I’m not sure I understand what “build healthier habits around how, when and where we get our news” exactly means and how that would help. I mean if TACO drops bombs on little kids, I can’t think of how digesting this differently is going to be any healthier for me.
Spending an hour a day reading news from reputable sources is a lot healthier than doomscrolling questionable content for 8 hours on Reddit and Instagram.
What is the question here? You take kids to do your work?! Die! You even just slightly have sexual dreams about kids?! Die twice! Kids must be protected and sadly that doesn’t happen as much as you think. Anyhow.
One thing I see a lot is the same event repackaged repeatedly with various headlines from different angles to elicit despair and outrage. If you heard about it once already, that is probably enough.

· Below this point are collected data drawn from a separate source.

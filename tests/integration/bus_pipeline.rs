//! Bus events flowing into the store

use gridwatch::monitors::bus::{BusEvent, SessionEnd, process_events};
use gridwatch::util::shutdown_channel;
use pretty_assertions::assert_eq;
use tokio::sync::mpsc;

use crate::helpers::memory_sink;

fn message(topic: &str, payload: &[u8]) -> BusEvent {
    BusEvent::Message {
        topic: topic.to_string(),
        payload: payload.to_vec(),
    }
}

#[tokio::test]
async fn test_readings_from_several_sensors() {
    let (memory, sink) = memory_sink("mqtt");
    let mut handle = sink.connect_ready().await;
    let (_trigger, mut shutdown) = shutdown_channel();
    let (tx, mut rx) = mpsc::channel(16);

    tx.send(BusEvent::Connected).await.unwrap();
    tx.send(message("dht/kitchen", br#"{"temperatura": 29.78, "humedad": "48"}"#))
        .await
        .unwrap();
    tx.send(message("dht", br#"{"temperatura": 10}"#)).await.unwrap();
    tx.send(message("dht/garden", &[0xc3, 0x28])).await.unwrap();
    tx.send(message("dht/garden", br#"{"temperatura": 18.2, "estado": "n/a"}"#))
        .await
        .unwrap();
    tx.send(message("power/meter", br#"{"watts": "1523.46", "relay": true}"#))
        .await
        .unwrap();
    drop(tx);

    let end = process_events(&mut rx, &sink, &mut handle, &mut shutdown).await;
    assert_eq!(end, SessionEnd::BrokerDisconnected);

    let points = memory.points_in("mqtt");
    assert_eq!(points.len(), 2);

    assert_eq!(points[0].measurement, "dht");
    assert_eq!(points[0].tags["sensor"], "kitchen");
    assert_eq!(points[0].fields["temperatura"], 29.8);
    assert_eq!(points[0].fields["humedad"], 48.0);

    assert_eq!(points[1].measurement, "power");
    assert_eq!(points[1].tags["sensor"], "meter");
    assert_eq!(points[1].fields["watts"], 1523.5);
    assert_eq!(points[1].fields["relay"], 1.0);
}
//! In-memory sink (no persistence)
//!
//! Keeps written points in process memory. It's useful for:
//! - Testing the collectors without a running store
//! - Dry runs (`"backend": "memory"`), where batches only show up in the logs
//!
//! Failures can be injected to exercise the reconnect paths.

use std::collections::{BTreeSet, VecDeque};
use std::sync::{Arc, Mutex, MutexGuard};

use async_trait::async_trait;
use tracing::debug;

use super::backend::{SinkClient, SinkConnector, TimePrecision};
use super::error::{SinkError, SinkResult};
use crate::point::TimeSeriesPoint;

/// Points older than this are evicted
const MAX_POINTS: usize = 10_000;

#[derive(Debug, Default)]
struct MemoryState {
    databases: BTreeSet<String>,
    points: VecDeque<(String, TimeSeriesPoint)>,
    connect_attempts: usize,
    failing_connects: usize,
    failing_writes: usize,
    generation: u64,
}

/// Shared in-memory store; clones see the same data
#[derive(Debug, Clone, Default)]
pub struct MemorySink {
    state: Arc<Mutex<MemoryState>>,
}

impl MemorySink {
    pub fn new() -> Self {
        Self::default()
    }

    fn lock(&self) -> MutexGuard<'_, MemoryState> {
        // a poisoned lock only means a test panicked while holding it
        self.state
            .lock()
            .unwrap_or_else(|poisoned| poisoned.into_inner())
    }

    /// Make the next `count` connection attempts fail
    pub fn fail_next_connects(&self, count: usize) {
        self.lock().failing_connects = count;
    }

    /// Make the next `count` writes fail with a connectivity error
    pub fn fail_next_writes(&self, count: usize) {
        self.lock().failing_writes = count;
    }

    /// Simulate the store restarting: every open handle goes stale
    pub fn drop_connections(&self) {
        self.lock().generation += 1;
    }

    pub fn connect_attempts(&self) -> usize {
        self.lock().connect_attempts
    }

    pub fn databases(&self) -> Vec<String> {
        self.lock().databases.iter().cloned().collect()
    }

    /// All points written so far, oldest first
    pub fn points(&self) -> Vec<TimeSeriesPoint> {
        self.lock().points.iter().map(|(_, p)| p.clone()).collect()
    }

    /// Points written to one database
    pub fn points_in(&self, database: &str) -> Vec<TimeSeriesPoint> {
        self.lock()
            .points
            .iter()
            .filter(|(db, _)| db == database)
            .map(|(_, p)| p.clone())
            .collect()
    }
}

#[async_trait]
impl SinkConnector for MemorySink {
    async fn connect(&self) -> SinkResult<Box<dyn SinkClient>> {
        let mut state = self.lock();
        state.connect_attempts += 1;

        if state.failing_connects > 0 {
            state.failing_connects -= 1;
            return Err(SinkError::Unreachable(String::from("connection refused")));
        }

        Ok(Box::new(MemoryClient {
            sink: self.clone(),
            database: None,
            generation: state.generation,
            closed: false,
        }))
    }

    fn describe(&self) -> String {
        String::from("memory")
    }
}

/// Handle to a `MemorySink`
pub struct MemoryClient {
    sink: MemorySink,
    database: Option<String>,
    generation: u64,
    closed: bool,
}

impl MemoryClient {
    fn check_open(&self, state: &MemoryState) -> SinkResult<()> {
        if self.closed {
            return Err(SinkError::Closed);
        }
        if state.generation != self.generation {
            return Err(SinkError::Unreachable(String::from("connection reset")));
        }
        Ok(())
    }
}

#[async_trait]
impl SinkClient for MemoryClient {
    async fn create_database(&mut self, name: &str) -> SinkResult<()> {
        let mut state = self.sink.lock();
        self.check_open(&state)?;
        state.databases.insert(name.to_string());
        Ok(())
    }

    async fn switch_database(&mut self, name: &str) -> SinkResult<()> {
        self.database = Some(name.to_string());
        Ok(())
    }

    async fn write_points(
        &mut self,
        points: &[TimeSeriesPoint],
        _precision: TimePrecision,
    ) -> SinkResult<()> {
        let database = self.database.clone().ok_or(SinkError::NoDatabase)?;
        let mut state = self.sink.lock();
        self.check_open(&state)?;

        if state.failing_writes > 0 {
            state.failing_writes -= 1;
            return Err(SinkError::Unreachable(String::from("broken pipe")));
        }

        for point in points {
            if state.points.len() >= MAX_POINTS {
                state.points.pop_front();
            }
            state.points.push_back((database.clone(), point.clone()));
        }

        debug!("in-memory sink: stored {} points in {database}", points.len());
        Ok(())
    }

    async fn close(&mut self) -> SinkResult<()> {
        self.closed = true;
        Ok(())
    }
}

#[cfg(test)]
mod tests {
    use super::*;

    #[tokio::test]
    async fn test_injected_connect_failures() {
        let sink = MemorySink::new();
        sink.fail_next_connects(1);

        assert!(sink.connect().await.is_err());
        assert!(sink.connect().await.is_ok());
        assert_eq!(sink.connect_attempts(), 2);
    }

    #[tokio::test]
    async fn test_points_are_kept_per_database() {
        let sink = MemorySink::new();
        let mut client = sink.connect().await.unwrap();
        client.create_database("a").await.unwrap();
        client.switch_database("a").await.unwrap();

        let points = vec![TimeSeriesPoint::new("m").with_field("v", 1.0)];
        client
            .write_points(&points, TimePrecision::Seconds)
            .await
            .unwrap();

        assert_eq!(sink.databases(), vec!["a".to_string()]);
        assert_eq!(sink.points_in("a"), points);
        assert!(sink.points_in("b").is_empty());
    }

    #[tokio::test]
    async fn test_stale_handle_after_drop_connections() {
        let sink = MemorySink::new();
        let mut client = sink.connect().await.unwrap();
        client.switch_database("a").await.unwrap();

        sink.drop_connections();

        let points = vec![TimeSeriesPoint::new("m").with_field("v", 1.0)];
        let err = client
            .write_points(&points, TimePrecision::Seconds)
            .await
            .unwrap_err();
        assert!(err.is_connectivity());
    }
}
//! Process supervisor
//!
//! Launches the long-running workers as separate processes, fires the price
//! job on its schedule and otherwise idles until a termination signal.
//!
//! ```text
//! Init ──> LaunchingWorkers ──> Scheduling ──> Idling ──(signal)──> stop workers
//! ```
//!
//! Workers that exit are reported in the log but are not restarted.

use std::fmt;
use std::path::{Path, PathBuf};
use std::time::Duration;

use chrono::{DateTime, Local};
use tokio::task::JoinHandle;
use tracing::{debug, error, info, instrument, warn};

use crate::config::SupervisorConfig;
use crate::util::Shutdown;

pub mod launcher;
pub mod schedule;

pub use launcher::{
    LaunchError, LaunchMode, LaunchOutcome, LaunchSpec, Worker, launch, resolve_executable,
    run_job,
};
pub use schedule::PriceSchedule;

/// The worker processes the supervisor knows how to start
#[derive(Debug, Clone, Copy, PartialEq, Eq, Hash, serde::Deserialize)]
#[serde(rename_all = "lowercase")]
pub enum WorkerKind {
    Devices,
    Health,
    Prices,
    Mqtt,
}

impl WorkerKind {
    pub fn name(&self) -> &'static str {
        match self {
            WorkerKind::Devices => "devices",
            WorkerKind::Health => "health",
            WorkerKind::Prices => "prices",
            WorkerKind::Mqtt => "mqtt",
        }
    }

    /// File name of the worker's executable, without platform suffix
    pub fn binary_name(&self) -> String {
        format!("gridwatch-{}", self.name())
    }
}

impl fmt::Display for WorkerKind {
    fn fmt(&self, f: &mut fmt::Formatter<'_>) -> fmt::Result {
        f.write_str(self.name())
    }
}

#[derive(Debug, Clone, Copy, PartialEq, Eq)]
pub enum SupervisorState {
    Init,
    LaunchingWorkers,
    Scheduling,
    Idling,
}

/// How long a background worker must survive to count as started
const LAUNCH_GRACE: Duration = Duration::from_millis(500);

/// How long a stopped worker gets to exit
const STOP_TIMEOUT: Duration = Duration::from_secs(5);

pub struct Supervisor {
    config: SupervisorConfig,
    config_path: PathBuf,
    search_dir: PathBuf,
    launch_grace: Duration,
    state: SupervisorState,
    schedule: Option<PriceSchedule>,
    workers: Vec<Worker>,
    job: Option<JoinHandle<()>>,
}

impl Supervisor {
    /// `config_path` is forwarded to every worker; executables are looked up
    /// in `search_dir` unless configured explicitly
    pub fn new(config: SupervisorConfig, config_path: PathBuf, search_dir: PathBuf) -> Self {
        Self {
            config,
            config_path,
            search_dir,
            launch_grace: LAUNCH_GRACE,
            state: SupervisorState::Init,
            schedule: None,
            workers: vec![],
            job: None,
        }
    }

    pub fn with_launch_grace(mut self, grace: Duration) -> Self {
        self.launch_grace = grace;
        self
    }

    pub fn state(&self) -> SupervisorState {
        self.state
    }

    pub fn workers(&self) -> &[Worker] {
        &self.workers
    }

    fn spec(&self, kind: WorkerKind, mode: LaunchMode) -> Result<LaunchSpec, LaunchError> {
        let program =
            resolve_executable(kind, self.config.executables.get(kind), &self.search_dir)?;
        Ok(LaunchSpec::worker(kind, program, &self.config_path, mode))
    }

    /// Start every configured worker; a worker that fails does not stop the others
    #[instrument(skip_all)]
    pub async fn launch_workers(&mut self) {
        self.state = SupervisorState::LaunchingWorkers;

        for kind in self.config.workers.clone() {
            if kind == WorkerKind::Prices {
                warn!("prices runs on its schedule, not as a background worker");
                continue;
            }

            let spec = match self.spec(kind, LaunchMode::Background) {
                Ok(spec) => spec,
                Err(e) => {
                    error!("{kind}: {e}");
                    continue;
                }
            };

            match launch(&spec, self.launch_grace).await {
                Ok((_, Some(worker))) => self.workers.push(worker),
                Ok((_, None)) => {}
                Err(e) => error!("{kind}: {e}"),
            }
        }
    }

    /// Parse the price schedule
    pub fn install_schedule(&mut self) -> anyhow::Result<()> {
        self.state = SupervisorState::Scheduling;

        let schedule = PriceSchedule::parse(&self.config.price_schedule)?;
        match schedule.next_after(&Local::now()) {
            Some(next) => info!("price job scheduled ({}), next run at {next}", schedule.expression()),
            None => warn!("price schedule ({}) never fires", schedule.expression()),
        }
        self.schedule = Some(schedule);

        Ok(())
    }

    fn fire_price_job(&mut self) {
        if self.job.as_ref().is_some_and(|job| !job.is_finished()) {
            warn!("previous price job still running, skipping this trigger");
            return;
        }

        let spec = match self.spec(WorkerKind::Prices, LaunchMode::Foreground) {
            Ok(spec) => spec,
            Err(e) => {
                error!("prices: {e}");
                return;
            }
        };

        self.job = Some(tokio::spawn(async move {
            if let Err(e) = run_job(&spec).await {
                error!("prices: {e}");
            }
        }));
    }

    /// Log and forget every worker that has exited
    pub fn reap_exited(&mut self) {
        self.workers.retain_mut(|worker| match worker.exited() {
            Some(code) => {
                error!(
                    "{} (pid {}) exited with code {code}, not restarting",
                    worker.kind, worker.pid
                );
                false
            }
            None => true,
        });
    }

    fn next_fire(&self) -> Option<DateTime<Local>> {
        self.schedule
            .as_ref()
            .and_then(|schedule| schedule.next_after(&Local::now()))
    }

    /// Idle until shutdown, waking for the schedule and every idle interval
    pub async fn idle(&mut self, shutdown: &mut Shutdown) {
        self.state = SupervisorState::Idling;
        let idle_interval = Duration::from_secs(self.config.idle_interval.max(1));
        let mut next_fire = self.next_fire();

        loop {
            if next_fire.is_some_and(|at| at <= Local::now()) {
                self.fire_price_job();
                next_fire = self.next_fire();
            }

            self.reap_exited();

            let wait = next_fire
                .and_then(|at| (at - Local::now()).to_std().ok())
                .map_or(idle_interval, |until| until.min(idle_interval));
            debug!("idling for {wait:?}");

            if !shutdown.sleep(wait).await {
                break;
            }
        }
    }

    /// Stop everything the supervisor started
    pub async fn stop(&mut self) {
        if let Some(job) = self.job.take() {
            job.abort();
        }

        for worker in self.workers.drain(..) {
            worker.stop(STOP_TIMEOUT).await;
        }
    }

    /// Walk the whole state machine until shutdown
    pub async fn run(mut self, mut shutdown: Shutdown) -> anyhow::Result<()> {
        info!("starting workers from {}", self.search_dir.display());
        self.launch_workers().await;
        info!("{} worker(s) running", self.workers.len());

        if let Err(e) = self.install_schedule() {
            self.stop().await;
            return Err(e);
        }

        self.idle(&mut shutdown).await;

        info!("shutting down");
        self.stop().await;
        Ok(())
    }
}

/// Directory of the running executable
pub fn executable_dir() -> anyhow::Result<PathBuf> {
    let current = std::env::current_exe()?;
    Ok(current
        .parent()
        .map(Path::to_path_buf)
        .unwrap_or_else(|| PathBuf::from(".")))
}
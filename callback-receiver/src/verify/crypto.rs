//! HMAC and digest primitives.
//!
//! The dispatcher signs `header "." payload` with HMAC-SHA256 and embeds a
//! SHA-256 digest of the request body in the claims.

use base64::{engine::general_purpose::URL_SAFE_NO_PAD, Engine as _};
use hmac::{Hmac, Mac};
use sha2::{Digest, Sha256};

use super::keys::SigningKey;

type HmacSha256 = Hmac<Sha256>;

/// Compute HMAC-SHA256 of `signing_input` under `key`.
pub fn compute_signature(key: &SigningKey, signing_input: &[u8]) -> [u8; 32] {
    let mut mac = keyed_mac(key);
    mac.update(signing_input);
    mac.finalize().into_bytes().into()
}

/// Check `signature` against the MAC of `signing_input` in constant time.
pub fn verify_signature(key: &SigningKey, signing_input: &[u8], signature: &[u8]) -> bool {
    let mut mac = keyed_mac(key);
    mac.update(signing_input);

    // verify_slice compares in constant time and rejects length mismatches
    mac.verify_slice(signature).is_ok()
}

/// SHA-256 of the raw, unmodified request body.
pub fn compute_body_digest(raw_body: &[u8]) -> [u8; 32] {
    Sha256::digest(raw_body).into()
}

/// Unpadded base64url form of the body digest, as carried in the `body` claim.
pub fn encode_body_digest(raw_body: &[u8]) -> String {
    URL_SAFE_NO_PAD.encode(compute_body_digest(raw_body))
}

fn keyed_mac(key: &SigningKey) -> HmacSha256 {
    // HMAC is defined for keys of any length, so this cannot fail.
    HmacSha256::new_from_slice(key.as_bytes())
        .unwrap_or_else(|_| unreachable!("HMAC accepts any key length"))
}
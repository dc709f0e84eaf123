//! Binds a token to the exact bytes of the request body.

use super::crypto::encode_body_digest;
use super::error::RejectReason;
use super::token::Claims;

/// Compare the `body` claim with the digest of `raw_body`.
///
/// The digest is not secret, so plain equality is fine here. Trailing `=`
/// on the claim is ignored since some dispatcher versions emit padded values.
pub fn validate_body(claims: &Claims, raw_body: &[u8]) -> Result<(), RejectReason> {
    let expected = encode_body_digest(raw_body);
    let claimed = claims.body.trim_end_matches('=');

    if claimed == expected {
        Ok(())
    } else {
        Err(RejectReason::BodyHashMismatch)
    }
}
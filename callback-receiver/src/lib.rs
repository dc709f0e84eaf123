//! Callback receiver - verifies signed webhook callbacks from the dispatcher.
//!
//! The library provides:
//! - `verify`: the signature verification engine (`Receiver`)
//! - `web`: the axum handler that hosts it
//! - `queue`: forwarding of accepted callbacks to RabbitMQ
//!
//! ## Architecture
//!
//! ```text
//! Dispatcher → Web Server (verify) → verified_callbacks → Workers
//! ```

pub mod config;
pub mod queue;
pub mod util;
pub mod verify;
pub mod web;

// Re-export commonly used types
pub use config::Config;
pub use queue::{Publisher, VerifiedCallback, VERIFIED_QUEUE};
pub use verify::{
    RejectReason, Receiver, SigningKey, SigningKeyPair, SubjectPolicy, TokenSigner,
    VerificationOutcome, VerifyError, VerifyRequest, SIGNATURE_HEADER,
};
pub use web::AppState;
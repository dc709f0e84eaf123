//! Configuration module for environment variable parsing.
//!
//! Reads all configuration from environment variables.

use std::env;

use anyhow::{Context, Result};
use tracing::warn;
use url::Url;

use crate::verify::{Receiver, SigningKeyPair, SubjectPolicy};

/// Application configuration loaded from environment variables.
#[derive(Debug, Clone)]
pub struct Config {
    /// Current and next signing keys
    pub signing_keys: SigningKeyPair,

    /// Allowed clock skew between dispatcher and receiver, in seconds
    pub clock_tolerance_seconds: u64,

    /// Externally visible base URL; joined with the request path to form the
    /// URL a token must be bound to
    pub public_base_url: Url,

    /// How the `sub` claim is compared with the expected URL
    pub subject_policy: SubjectPolicy,

    /// Port for the web server to listen on
    pub port: u16,

    /// RabbitMQ connection URL; accepted callbacks are forwarded when set
    pub cloudamqp_url: Option<String>,
}

impl Config {
    /// Load configuration from environment variables.
    pub fn from_env() -> Result<Self> {
        let signing_keys = SigningKeyPair::from_strings(
            &env::var("QSTASH_CURRENT_SIGNING_KEY").unwrap_or_default(),
            env::var("QSTASH_NEXT_SIGNING_KEY").ok().as_deref(),
        )
        .context("QSTASH_CURRENT_SIGNING_KEY must be set")?;

        let port = parse_or("PORT", 8080);

        let public_base_url = match env::var("PUBLIC_BASE_URL") {
            Ok(raw) => Url::parse(raw.trim()).context("PUBLIC_BASE_URL is not a valid URL")?,
            Err(_) => Url::parse(&format!("http://localhost:{}", port))
                .context("Failed to build default base URL")?,
        };

        let subject_policy = match env::var("SUBJECT_POLICY") {
            Ok(raw) => raw.parse::<SubjectPolicy>().unwrap_or_else(|e| {
                warn!(env_var = "SUBJECT_POLICY", error = %e, "Invalid subject policy, using exact");
                SubjectPolicy::Exact
            }),
            Err(_) => SubjectPolicy::Exact,
        };

        Ok(Config {
            signing_keys,
            clock_tolerance_seconds: parse_or("CLOCK_TOLERANCE_SECONDS", 0),
            public_base_url,
            subject_policy,
            port,
            cloudamqp_url: env::var("CLOUDAMQP_URL")
                .ok()
                .filter(|v| !v.trim().is_empty()),
        })
    }

    /// Build the verifier described by this configuration.
    pub fn receiver(&self) -> Receiver {
        Receiver::new(self.signing_keys.clone()).with_subject_policy(self.subject_policy)
    }

    /// The URL a callback for `path_and_query` is expected to be signed for.
    pub fn expected_url(&self, path_and_query: &str) -> String {
        let base = self.public_base_url.as_str().trim_end_matches('/');
        format!("{}{}", base, path_and_query)
    }
}

/// Parse a numeric variable, falling back to `default` when unset or invalid.
fn parse_or<T: std::str::FromStr>(name: &str, default: T) -> T {
    match env::var(name) {
        Ok(raw) => raw.trim().parse().unwrap_or_else(|_| {
            warn!(env_var = name, value = %raw, "Invalid value, using default");
            default
        }),
        Err(_) => default,
    }
}
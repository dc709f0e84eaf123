//! Small shared helpers.

pub mod clock;

pub use clock::unix_now;
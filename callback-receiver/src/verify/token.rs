//! Compact token codec: `header.payload.signature`, each unpadded base64url.

use base64::{engine::general_purpose::URL_SAFE_NO_PAD, Engine as _};
use serde::{de::DeserializeOwned, Deserialize, Deserializer, Serialize};
use serde_json::{Map, Value};

use super::error::RejectReason;

/// The only algorithm the dispatcher signs with.
pub const SUPPORTED_ALGORITHM: &str = "HS256";

/// Token header.
#[derive(Debug, Clone, PartialEq, Eq, Serialize, Deserialize)]
pub struct Header {
    pub alg: String,
    #[serde(default, skip_serializing_if = "Option::is_none")]
    pub typ: Option<String>,
}

/// Claims carried in the token payload.
///
/// `iss`, `sub`, `exp`, `nbf` and `body` are required and strictly typed.
/// `iat` and `jti` are informational: a value of an unexpected type reads as
/// `None` instead of failing the token.
#[derive(Debug, Clone, PartialEq, Eq, Serialize, Deserialize)]
pub struct Claims {
    pub iss: String,
    pub sub: String,
    pub exp: i64,
    pub nbf: i64,
    #[serde(
        default,
        deserialize_with = "lenient",
        skip_serializing_if = "Option::is_none"
    )]
    pub iat: Option<i64>,
    #[serde(
        default,
        deserialize_with = "lenient",
        skip_serializing_if = "Option::is_none"
    )]
    pub jti: Option<String>,
    /// Base64url SHA-256 of the request body
    pub body: String,
}

/// A decoded token. Borrows the segment text from the input.
#[derive(Debug, Clone)]
pub struct CompactToken<'a> {
    header_segment: &'a str,
    payload_segment: &'a str,
    pub header: Map<String, Value>,
    pub payload: Map<String, Value>,
    pub signature: Vec<u8>,
}

impl<'a> CompactToken<'a> {
    /// Bytes the MAC is computed over: `header "." payload`.
    pub fn signing_input(&self) -> Vec<u8> {
        let mut input =
            Vec::with_capacity(self.header_segment.len() + 1 + self.payload_segment.len());
        input.extend_from_slice(self.header_segment.as_bytes());
        input.push(b'.');
        input.extend_from_slice(self.payload_segment.as_bytes());
        input
    }

    pub fn header(&self) -> Result<Header, RejectReason> {
        from_map(&self.header)
    }

    pub fn claims(&self) -> Result<Claims, RejectReason> {
        from_map(&self.payload)
    }
}

/// Split and decode a compact token.
pub fn decode(token: &str) -> Result<CompactToken<'_>, RejectReason> {
    let mut parts = token.trim().split('.');
    let (header_segment, payload_segment, signature_segment) =
        match (parts.next(), parts.next(), parts.next(), parts.next()) {
            (Some(h), Some(p), Some(s), None) => (h, p, s),
            _ => return Err(RejectReason::MalformedToken),
        };

    if header_segment.is_empty() || payload_segment.is_empty() || signature_segment.is_empty() {
        return Err(RejectReason::MalformedToken);
    }

    let header = decode_object(header_segment)?;
    let payload = decode_object(payload_segment)?;
    let signature = URL_SAFE_NO_PAD
        .decode(signature_segment)
        .map_err(|_| RejectReason::MalformedToken)?;

    Ok(CompactToken {
        header_segment,
        payload_segment,
        header,
        payload,
        signature,
    })
}

/// Encode a value as an unpadded base64url JSON segment.
pub fn encode_segment<T: Serialize>(value: &T) -> serde_json::Result<String> {
    Ok(URL_SAFE_NO_PAD.encode(serde_json::to_vec(value)?))
}

fn decode_object(segment: &str) -> Result<Map<String, Value>, RejectReason> {
    let bytes = URL_SAFE_NO_PAD
        .decode(segment)
        .map_err(|_| RejectReason::MalformedToken)?;

    match serde_json::from_slice(&bytes) {
        Ok(Value::Object(map)) => Ok(map),
        _ => Err(RejectReason::MalformedToken),
    }
}

fn lenient<'de, D, T>(deserializer: D) -> Result<Option<T>, D::Error>
where
    D: Deserializer<'de>,
    T: DeserializeOwned,
{
    let value = Value::deserialize(deserializer)?;
    Ok(serde_json::from_value(value).ok())
}

fn from_map<T: DeserializeOwned>(map: &Map<String, Value>) -> Result<T, RejectReason> {
    serde_json::from_value(Value::Object(map.clone())).map_err(|_| RejectReason::MalformedToken)
}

It means that you are not in control of any of it. You can’t impact any of it meaningfully as a single force, at least in real time. People used to watch a “news hour” once a day. You could artificially recreate that, and then detatch for the other 23 hours using self control, muted phone notifications and browser filter extensions. And maybe your brain will thank you.
Of course you could have a separate rule for local alerts that may be more relevant, but local news is dying unfortunately, soo… You could probably just check in once a week to see how the surviving local paper verbatim reprints favorable press releases from the city’s PR person that they retain from the local municipal consultant group with a forgettable acronym.